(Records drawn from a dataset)
--- START ---
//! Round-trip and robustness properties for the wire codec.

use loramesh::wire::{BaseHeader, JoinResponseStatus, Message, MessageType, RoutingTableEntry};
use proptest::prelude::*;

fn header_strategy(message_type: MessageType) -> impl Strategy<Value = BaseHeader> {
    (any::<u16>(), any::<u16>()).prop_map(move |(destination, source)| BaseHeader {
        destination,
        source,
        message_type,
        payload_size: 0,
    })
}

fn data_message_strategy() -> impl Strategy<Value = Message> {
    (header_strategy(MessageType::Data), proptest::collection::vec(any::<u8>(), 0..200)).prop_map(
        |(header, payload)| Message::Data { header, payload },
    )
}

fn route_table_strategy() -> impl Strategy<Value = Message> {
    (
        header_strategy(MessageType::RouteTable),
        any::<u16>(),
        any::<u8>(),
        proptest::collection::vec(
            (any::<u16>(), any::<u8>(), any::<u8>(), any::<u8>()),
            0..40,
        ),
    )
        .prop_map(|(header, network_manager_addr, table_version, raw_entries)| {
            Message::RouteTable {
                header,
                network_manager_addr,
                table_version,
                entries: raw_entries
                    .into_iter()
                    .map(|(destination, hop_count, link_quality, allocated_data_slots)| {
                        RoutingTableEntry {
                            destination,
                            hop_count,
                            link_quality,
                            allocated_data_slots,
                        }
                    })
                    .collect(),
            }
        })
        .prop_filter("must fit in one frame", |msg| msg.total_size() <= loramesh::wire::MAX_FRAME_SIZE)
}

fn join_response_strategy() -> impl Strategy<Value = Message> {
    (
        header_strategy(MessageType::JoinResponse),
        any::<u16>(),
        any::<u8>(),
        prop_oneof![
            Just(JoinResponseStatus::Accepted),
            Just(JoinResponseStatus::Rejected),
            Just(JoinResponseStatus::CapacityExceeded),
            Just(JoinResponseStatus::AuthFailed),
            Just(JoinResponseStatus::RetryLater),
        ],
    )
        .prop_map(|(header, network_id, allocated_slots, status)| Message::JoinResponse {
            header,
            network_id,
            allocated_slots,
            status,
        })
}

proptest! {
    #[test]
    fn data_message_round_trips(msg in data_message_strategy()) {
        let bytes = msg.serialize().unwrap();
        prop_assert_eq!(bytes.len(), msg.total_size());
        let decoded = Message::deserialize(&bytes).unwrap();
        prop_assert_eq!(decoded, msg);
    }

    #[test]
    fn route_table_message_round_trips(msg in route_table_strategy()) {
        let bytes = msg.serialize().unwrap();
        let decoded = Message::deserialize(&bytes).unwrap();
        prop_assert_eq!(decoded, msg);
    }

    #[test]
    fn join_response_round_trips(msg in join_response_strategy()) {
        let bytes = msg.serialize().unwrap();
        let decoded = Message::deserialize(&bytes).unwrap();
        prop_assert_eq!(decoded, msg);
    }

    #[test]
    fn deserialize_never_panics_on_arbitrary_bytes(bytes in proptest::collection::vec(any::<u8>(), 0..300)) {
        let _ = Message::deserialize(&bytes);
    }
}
--- END ---
--- START ---
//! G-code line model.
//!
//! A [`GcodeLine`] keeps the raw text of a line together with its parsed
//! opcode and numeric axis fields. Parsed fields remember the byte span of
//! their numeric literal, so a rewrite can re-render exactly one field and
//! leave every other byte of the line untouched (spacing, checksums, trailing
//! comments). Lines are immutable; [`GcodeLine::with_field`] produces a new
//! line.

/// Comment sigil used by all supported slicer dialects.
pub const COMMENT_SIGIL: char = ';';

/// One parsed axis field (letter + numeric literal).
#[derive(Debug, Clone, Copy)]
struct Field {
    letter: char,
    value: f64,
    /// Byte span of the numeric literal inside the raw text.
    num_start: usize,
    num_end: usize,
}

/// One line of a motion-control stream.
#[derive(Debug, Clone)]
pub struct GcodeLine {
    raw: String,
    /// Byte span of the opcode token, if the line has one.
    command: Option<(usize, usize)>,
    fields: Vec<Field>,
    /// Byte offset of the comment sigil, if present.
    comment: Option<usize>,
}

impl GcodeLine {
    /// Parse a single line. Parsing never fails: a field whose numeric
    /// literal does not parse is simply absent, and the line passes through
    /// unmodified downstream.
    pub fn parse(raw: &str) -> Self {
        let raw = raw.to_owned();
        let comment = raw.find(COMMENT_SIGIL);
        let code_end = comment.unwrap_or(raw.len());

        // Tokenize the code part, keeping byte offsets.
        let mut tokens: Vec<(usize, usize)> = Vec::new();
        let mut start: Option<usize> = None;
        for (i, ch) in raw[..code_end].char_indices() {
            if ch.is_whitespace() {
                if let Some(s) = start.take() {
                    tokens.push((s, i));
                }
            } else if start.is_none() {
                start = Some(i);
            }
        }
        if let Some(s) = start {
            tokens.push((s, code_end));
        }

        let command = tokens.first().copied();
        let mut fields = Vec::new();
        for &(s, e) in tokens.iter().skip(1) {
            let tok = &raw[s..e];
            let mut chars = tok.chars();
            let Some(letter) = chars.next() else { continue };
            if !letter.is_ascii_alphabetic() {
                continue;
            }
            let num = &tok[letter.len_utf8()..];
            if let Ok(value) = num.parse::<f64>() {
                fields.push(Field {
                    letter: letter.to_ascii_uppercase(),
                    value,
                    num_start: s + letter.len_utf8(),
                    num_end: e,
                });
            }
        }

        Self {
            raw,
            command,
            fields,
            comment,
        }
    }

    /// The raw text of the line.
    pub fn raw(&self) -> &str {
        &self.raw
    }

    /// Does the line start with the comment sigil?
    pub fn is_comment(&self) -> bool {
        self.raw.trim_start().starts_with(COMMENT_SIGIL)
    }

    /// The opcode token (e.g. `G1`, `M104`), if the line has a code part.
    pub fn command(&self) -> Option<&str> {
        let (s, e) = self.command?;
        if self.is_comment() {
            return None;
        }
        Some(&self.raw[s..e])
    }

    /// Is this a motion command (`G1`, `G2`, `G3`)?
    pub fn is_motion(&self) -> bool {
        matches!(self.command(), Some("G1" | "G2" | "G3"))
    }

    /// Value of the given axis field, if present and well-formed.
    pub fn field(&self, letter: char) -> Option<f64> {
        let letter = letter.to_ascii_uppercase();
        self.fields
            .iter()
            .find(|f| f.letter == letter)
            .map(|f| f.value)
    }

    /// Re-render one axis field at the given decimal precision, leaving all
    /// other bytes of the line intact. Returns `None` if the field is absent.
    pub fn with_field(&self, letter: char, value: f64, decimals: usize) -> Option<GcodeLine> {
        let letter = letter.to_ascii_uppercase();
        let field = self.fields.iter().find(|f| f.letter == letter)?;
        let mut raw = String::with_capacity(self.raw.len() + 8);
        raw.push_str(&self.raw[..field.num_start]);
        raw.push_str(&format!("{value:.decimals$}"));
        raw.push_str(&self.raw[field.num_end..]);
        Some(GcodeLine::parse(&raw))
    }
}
--- END ---
GOAL OF THE EXERCISE: Work out how many lines above contain "wire"; write only the number.

ANSWER BOX: 3